■ Your assignment:
Transcribe each of the entries exactly.

╭──

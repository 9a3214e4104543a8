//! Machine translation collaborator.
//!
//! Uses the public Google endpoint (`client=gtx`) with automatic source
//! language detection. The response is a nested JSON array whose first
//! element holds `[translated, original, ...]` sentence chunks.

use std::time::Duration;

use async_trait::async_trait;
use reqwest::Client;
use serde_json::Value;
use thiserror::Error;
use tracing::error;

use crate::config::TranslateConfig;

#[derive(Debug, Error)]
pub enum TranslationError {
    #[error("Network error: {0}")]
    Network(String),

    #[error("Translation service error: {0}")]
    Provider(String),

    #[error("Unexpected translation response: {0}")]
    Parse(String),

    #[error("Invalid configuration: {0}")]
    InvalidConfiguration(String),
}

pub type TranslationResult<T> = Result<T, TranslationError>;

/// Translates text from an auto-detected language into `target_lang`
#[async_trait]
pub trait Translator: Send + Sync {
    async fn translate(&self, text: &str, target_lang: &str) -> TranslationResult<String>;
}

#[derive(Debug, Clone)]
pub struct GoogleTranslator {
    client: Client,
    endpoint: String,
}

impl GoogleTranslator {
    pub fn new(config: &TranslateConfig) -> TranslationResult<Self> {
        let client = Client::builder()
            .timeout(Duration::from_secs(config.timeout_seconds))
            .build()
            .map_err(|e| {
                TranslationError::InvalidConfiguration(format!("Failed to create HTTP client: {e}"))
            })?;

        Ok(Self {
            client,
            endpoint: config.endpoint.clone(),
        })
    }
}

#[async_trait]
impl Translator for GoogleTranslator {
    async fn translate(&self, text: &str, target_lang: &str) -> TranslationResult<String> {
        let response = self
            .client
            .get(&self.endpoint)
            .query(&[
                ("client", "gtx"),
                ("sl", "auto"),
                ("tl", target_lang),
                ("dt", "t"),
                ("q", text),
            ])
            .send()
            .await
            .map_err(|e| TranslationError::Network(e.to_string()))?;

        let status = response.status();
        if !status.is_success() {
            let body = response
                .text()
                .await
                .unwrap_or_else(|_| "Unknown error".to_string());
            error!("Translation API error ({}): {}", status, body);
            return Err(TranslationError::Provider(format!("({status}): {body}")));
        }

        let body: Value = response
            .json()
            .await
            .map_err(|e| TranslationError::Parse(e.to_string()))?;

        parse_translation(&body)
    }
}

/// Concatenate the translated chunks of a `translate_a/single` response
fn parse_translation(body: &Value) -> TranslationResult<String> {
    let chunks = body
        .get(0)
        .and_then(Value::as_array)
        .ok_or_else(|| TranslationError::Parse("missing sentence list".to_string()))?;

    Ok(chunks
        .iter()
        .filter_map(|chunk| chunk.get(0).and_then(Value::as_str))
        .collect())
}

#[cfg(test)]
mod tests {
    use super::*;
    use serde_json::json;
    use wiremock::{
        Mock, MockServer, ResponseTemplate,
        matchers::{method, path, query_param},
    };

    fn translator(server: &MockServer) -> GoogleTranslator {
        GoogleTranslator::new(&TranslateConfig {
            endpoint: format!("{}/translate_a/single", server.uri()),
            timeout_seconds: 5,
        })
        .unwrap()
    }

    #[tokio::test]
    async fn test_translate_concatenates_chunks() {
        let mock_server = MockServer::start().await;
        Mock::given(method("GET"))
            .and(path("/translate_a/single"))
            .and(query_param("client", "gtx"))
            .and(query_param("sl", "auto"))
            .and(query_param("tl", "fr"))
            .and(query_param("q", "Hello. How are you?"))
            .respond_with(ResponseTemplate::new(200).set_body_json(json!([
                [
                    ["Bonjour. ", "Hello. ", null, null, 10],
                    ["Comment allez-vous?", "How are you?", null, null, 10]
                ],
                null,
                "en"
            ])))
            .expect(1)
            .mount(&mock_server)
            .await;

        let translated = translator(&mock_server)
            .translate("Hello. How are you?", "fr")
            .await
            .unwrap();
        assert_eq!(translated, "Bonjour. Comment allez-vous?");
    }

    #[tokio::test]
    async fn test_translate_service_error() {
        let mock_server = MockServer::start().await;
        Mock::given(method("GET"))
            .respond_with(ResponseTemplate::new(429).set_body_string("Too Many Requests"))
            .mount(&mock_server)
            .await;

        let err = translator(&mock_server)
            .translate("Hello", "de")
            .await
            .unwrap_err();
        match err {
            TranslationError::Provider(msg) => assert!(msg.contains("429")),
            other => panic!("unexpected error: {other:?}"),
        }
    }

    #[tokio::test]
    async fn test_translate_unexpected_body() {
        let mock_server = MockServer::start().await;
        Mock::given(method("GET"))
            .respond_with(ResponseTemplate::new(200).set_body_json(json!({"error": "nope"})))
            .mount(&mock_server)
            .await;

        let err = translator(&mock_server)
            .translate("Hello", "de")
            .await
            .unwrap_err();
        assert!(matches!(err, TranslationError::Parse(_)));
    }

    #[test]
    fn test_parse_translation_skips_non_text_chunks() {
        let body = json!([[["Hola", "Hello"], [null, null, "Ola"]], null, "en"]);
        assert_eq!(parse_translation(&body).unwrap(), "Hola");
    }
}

╰──

■ Task solution:
repository 9a3214e4104543a8
//! Machine translation collaborator.
//!
//! Uses the public Google endpoint (`client=gtx`) with automatic source
//! language detection. The response is a nested JSON array whose first
//! element holds `[translated, original, ...]` sentence chunks.

use std::time::Duration;

use async_trait::async_trait;
use reqwest::Client;
use serde_json::Value;
use thiserror::Error;
use tracing::error;

use crate::config::TranslateConfig;

#[derive(Debug, Error)]
pub enum TranslationError {
    #[error("Network error: {0}")]
    Network(String),

    #[error("Translation service error: {0}")]
    Provider(String),

    #[error("Unexpected translation response: {0}")]
    Parse(String),

    #[error("Invalid configuration: {0}")]
    InvalidConfiguration(String),
}

pub type TranslationResult<T> = Result<T, TranslationError>;

/// Translates text from an auto-detected language into `target_lang`
#[async_trait]
pub trait Translator: Send + Sync {
    async fn translate(&self, text: &str, target_lang: &str) -> TranslationResult<String>;
}

#[derive(Debug, Clone)]
pub struct GoogleTranslator {
    client: Client,
    endpoint: String,
}

impl GoogleTranslator {
    pub fn new(config: &TranslateConfig) -> TranslationResult<Self> {
        let client = Client::builder()
            .timeout(Duration::from_secs(config.timeout_seconds))
            .build()
            .map_err(|e| {
                TranslationError::InvalidConfiguration(format!("Failed to create HTTP client: {e}"))
            })?;

        Ok(Self {
            client,
            endpoint: config.endpoint.clone(),
        })
    }
}

#[async_trait]
impl Translator for GoogleTranslator {
    async fn translate(&self, text: &str, target_lang: &str) -> TranslationResult<String> {
        let response = self
            .client
            .get(&self.endpoint)
            .query(&[
                ("client", "gtx"),
                ("sl", "auto"),
                ("tl", target_lang),
                ("dt", "t"),
                ("q", text),
            ])
            .send()
            .await
            .map_err(|e| TranslationError::Network(e.to_string()))?;

        let status = response.status();
        if !status.is_success() {
            let body = response
                .text()
                .await
                .unwrap_or_else(|_| "Unknown error".to_string());
            error!("Translation API error ({}): {}", status, body);
            return Err(TranslationError::Provider(format!("({status}): {body}")));
        }

        let body: Value = response
            .json()
            .await
            .map_err(|e| TranslationError::Parse(e.to_string()))?;

        parse_translation(&body)
    }
}

/// Concatenate the translated chunks of a `translate_a/single` response
fn parse_translation(body: &Value) -> TranslationResult<String> {
    let chunks = body
        .get(0)
        .and_then(Value::as_array)
        .ok_or_else(|| TranslationError::Parse("missing sentence list".to_string()))?;

    Ok(chunks
        .iter()
        .filter_map(|chunk| chunk.get(0).and_then(Value::as_str))
        .collect())
}

#[cfg(test)]
mod tests {
    use super::*;
    use serde_json::json;
    use wiremock::{
        Mock, MockServer, ResponseTemplate,
        matchers::{method, path, query_param},
    };

    fn translator(server: &MockServer) -> GoogleTranslator {
        GoogleTranslator::new(&TranslateConfig {
            endpoint: format!("{}/translate_a/single", server.uri()),
            timeout_seconds: 5,
        })
        .unwrap()
    }

    #[tokio::test]
    async fn test_translate_concatenates_chunks() {
        let mock_server = MockServer::start().await;
        Mock::given(method("GET"))
            .and(path("/translate_a/single"))
            .and(query_param("client", "gtx"))
            .and(query_param("sl", "auto"))
            .and(query_param("tl", "fr"))
            .and(query_param("q", "Hello. How are you?"))
            .respond_with(ResponseTemplate::new(200).set_body_json(json!([
                [
                    ["Bonjour. ", "Hello. ", null, null, 10],
                    ["Comment allez-vous?", "How are you?", null, null, 10]
                ],
                null,
                "en"
            ])))
            .expect(1)
            .mount(&mock_server)
            .await;

        let translated = translator(&mock_server)
            .translate("Hello. How are you?", "fr")
            .await
            .unwrap();
        assert_eq!(translated, "Bonjour. Comment allez-vous?");
    }

    #[tokio::test]
    async fn test_translate_service_error() {
        let mock_server = MockServer::start().await;
        Mock::given(method("GET"))
            .respond_with(ResponseTemplate::new(429).set_body_string("Too Many Requests"))
            .mount(&mock_server)
            .await;

        let err = translator(&mock_server)
            .translate("Hello", "de")
            .await
            .unwrap_err();
        match err {
            TranslationError::Provider(msg) => assert!(msg.contains("429")),
            other => panic!("unexpected error: {other:?}"),
        }
    }

    #[tokio::test]
    async fn test_translate_unexpected_body() {
        let mock_server = MockServer::start().await;
        Mock::given(method("GET"))
            .respond_with(ResponseTemplate::new(200).set_body_json(json!({"error": "nope"})))
            .mount(&mock_server)
            .await;

        let err = translator(&mock_server)
            .translate("Hello", "de")
            .await
            .unwrap_err();
        assert!(matches!(err, TranslationError::Parse(_)));
    }

    #[test]
    fn test_parse_translation_skips_non_text_chunks() {
        let body = json!([[["Hola", "Hello"], [null, null, "Ola"]], null, "en"]);
        assert_eq!(parse_translation(&body).unwrap(), "Hola");
    }
}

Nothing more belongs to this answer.